Um Ahmad, Al-Midan
Source: League for Citizenship, “Syrian Mother” 2017

 

 

 

 

I am still waiting for the happy ending for my daughter and for many more like her to return to their mother’s laps.

They did nothing wrong; they were detained just because they demanded what we have always dreamed of: free Syria and free Syrian people.

 

 

 

 

I am called Um Ahmad though I do not have a son named Ahmad. God has not blessed me with boys. However, I have two girls who are worth a hundred boys. My older daughter joined a nursing school and refused to wear Hijab. Before her father passed away, he used to joke with her that this is disgrace and she should put cover her head, and she would answer: “it is disgrace when someone does something shameful, father”. Her dad was open-minded unlike his siblings who boycotted us because our daughters did not wear Hijab.

When the revolution started, my daughter changed. She started going out, dressed up with full makeup.

I thought she was in love so I did not interfere. She started spending more time in her room whispering with her sister about things I did not understand.
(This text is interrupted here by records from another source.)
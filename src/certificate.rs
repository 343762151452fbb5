// splitpay/src/certificate.rs
// PKCS#12 client certificate extraction for the direct PIX mTLS transport

use base64::{engine::general_purpose, Engine as _};
use p12::PFX;

use crate::error::{Result, SplitError};

/// Certificate chain and private key pulled out of a PKCS#12 bundle.
///
/// Immutable once loaded; the transport client built from it can be shared
/// for the lifetime of the configuration it came from.
#[derive(Clone)]
pub struct ClientCertificate {
    /// DER certificates, leaf first
    pub chain: Vec<Vec<u8>>,
    /// PKCS#8 DER private key
    pub private_key: Vec<u8>,
}

impl std::fmt::Debug for ClientCertificate {
    fn fmt(&self, f: &mut std::fmt::Formatter<'_>) -> std::fmt::Result {
        f.debug_struct("ClientCertificate")
            .field("chain_len", &self.chain.len())
            .field("private_key", &"<redacted>")
            .finish()
    }
}

impl ClientCertificate {
    /// Decodes a base64 PKCS#12 bundle. Fails with `SplitError::Certificate`
    /// for bad base64, a malformed bundle, a wrong password, or a bundle with
    /// no certificate or no private key.
    pub fn from_base64_pkcs12(bundle_b64: &str, password: &str) -> Result<Self> {
        let cleaned: String = bundle_b64.chars().filter(|c| !c.is_whitespace()).collect();
        let der = general_purpose::STANDARD
            .decode(cleaned)
            .map_err(|e| SplitError::Certificate(format!("bundle is not valid base64: {}", e)))?;

        Self::from_pkcs12_der(&der, password)
    }

    pub fn from_pkcs12_der(der: &[u8], password: &str) -> Result<Self> {
        let pfx = PFX::parse(der)
            .map_err(|e| SplitError::Certificate(format!("malformed PKCS#12 bundle: {:?}", e)))?;

        if !pfx.verify_mac(password) {
            return Err(SplitError::Certificate(
                "PKCS#12 integrity check failed, the import password is wrong".to_string(),
            ));
        }

        let chain = pfx
            .cert_x509_bags(password)
            .map_err(|e| SplitError::Certificate(format!("unable to read certificates: {:?}", e)))?;
        if chain.is_empty() {
            return Err(SplitError::Certificate(
                "PKCS#12 bundle contains no certificate".to_string(),
            ));
        }

        let private_key = pfx
            .key_bags(password)
            .map_err(|e| SplitError::Certificate(format!("unable to read private key: {:?}", e)))?
            .into_iter()
            .next()
            .ok_or_else(|| {
                SplitError::Certificate("PKCS#12 bundle contains no private key".to_string())
            })?;

        Ok(Self { chain, private_key })
    }

    /// Key followed by the chain, PEM encoded, as the rustls identity loader expects
    pub fn to_pem(&self) -> String {
        let mut blocks = vec![pem::Pem::new("PRIVATE KEY", self.private_key.clone())];
        blocks.extend(
            self.chain
                .iter()
                .map(|cert| pem::Pem::new("CERTIFICATE", cert.clone())),
        );
        pem::encode_many(&blocks)
    }

    pub fn to_identity(&self) -> Result<reqwest::Identity> {
        reqwest::Identity::from_pem(self.to_pem().as_bytes())
            .map_err(|e| SplitError::Certificate(format!("certificate rejected by TLS stack: {}", e)))
    }
}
When going out, she would carry a pouch instead of a bag, and new friends from Sweida and the coastal region started visiting them.

The protests reached our neighborhood and I did not prevent them from participating because freedom is expensive and the repression that we’ve been living in for the past 40 years has to end. What did those kids in Daraa do? What is the guilt of those young men and women who are dying or being detained?

One day, I asked my daughters what was happening and the older one told me they were buying medicine and smuggling it to the protestors. The make-up was to facilitate crossing the checkpoints because soldiers do not suspect a made-up girl. We laughed so much that day but fear started eating me from the inside.

The following day, the younger daughter returned home late with a lawyer and told me that her sister had been arrested from work. The lawyer tried to reassure me but a mother’s heart can never be reassured. Now, she has been in detention for three years. I visited all security branches and paid many bribes but in vain. My husband’s family started pressuring him to wed the younger daughter. They said this is to avoid her being disgraced like her sister. I told them prison is not disgrace. My daughter will come out of prison feeling proud.

I’m still waiting for the happy ending for my daughter and for many more like her to return to their mother’s laps. They did nothing wrong! They were detained just because they demanded what we have always dreamed of: free Syria and free Syrian people.

Soon, when the war ends, we will go back and build our country all together; Sunni, Druze, Christian, Alawi and Kurdish. We are all Syrians and it our duty to protect Syria and reconstruct it.